### [What the exercise asks]
Every line in the listing that holds "crate" counts once; state the total and nothing more.

==== Provided entries

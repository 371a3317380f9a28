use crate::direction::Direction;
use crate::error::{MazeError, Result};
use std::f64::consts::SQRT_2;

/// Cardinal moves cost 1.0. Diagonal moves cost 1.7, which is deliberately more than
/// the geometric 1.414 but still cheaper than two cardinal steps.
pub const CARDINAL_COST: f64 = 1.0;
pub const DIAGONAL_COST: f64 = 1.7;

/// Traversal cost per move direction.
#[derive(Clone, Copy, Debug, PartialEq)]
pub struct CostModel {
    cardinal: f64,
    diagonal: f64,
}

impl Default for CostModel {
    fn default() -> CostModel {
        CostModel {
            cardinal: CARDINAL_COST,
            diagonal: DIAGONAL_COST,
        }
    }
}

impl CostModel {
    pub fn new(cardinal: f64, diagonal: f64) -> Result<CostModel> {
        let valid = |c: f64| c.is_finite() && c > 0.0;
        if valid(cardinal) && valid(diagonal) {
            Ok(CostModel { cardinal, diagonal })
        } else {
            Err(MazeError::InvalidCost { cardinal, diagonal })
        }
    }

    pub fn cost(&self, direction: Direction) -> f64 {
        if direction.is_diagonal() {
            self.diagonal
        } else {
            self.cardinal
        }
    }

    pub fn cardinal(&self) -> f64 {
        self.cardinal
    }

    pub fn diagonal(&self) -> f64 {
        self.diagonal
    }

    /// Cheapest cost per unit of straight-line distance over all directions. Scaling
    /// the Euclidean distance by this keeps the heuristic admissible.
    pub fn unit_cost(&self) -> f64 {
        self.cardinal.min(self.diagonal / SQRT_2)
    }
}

========

### [Written response]
2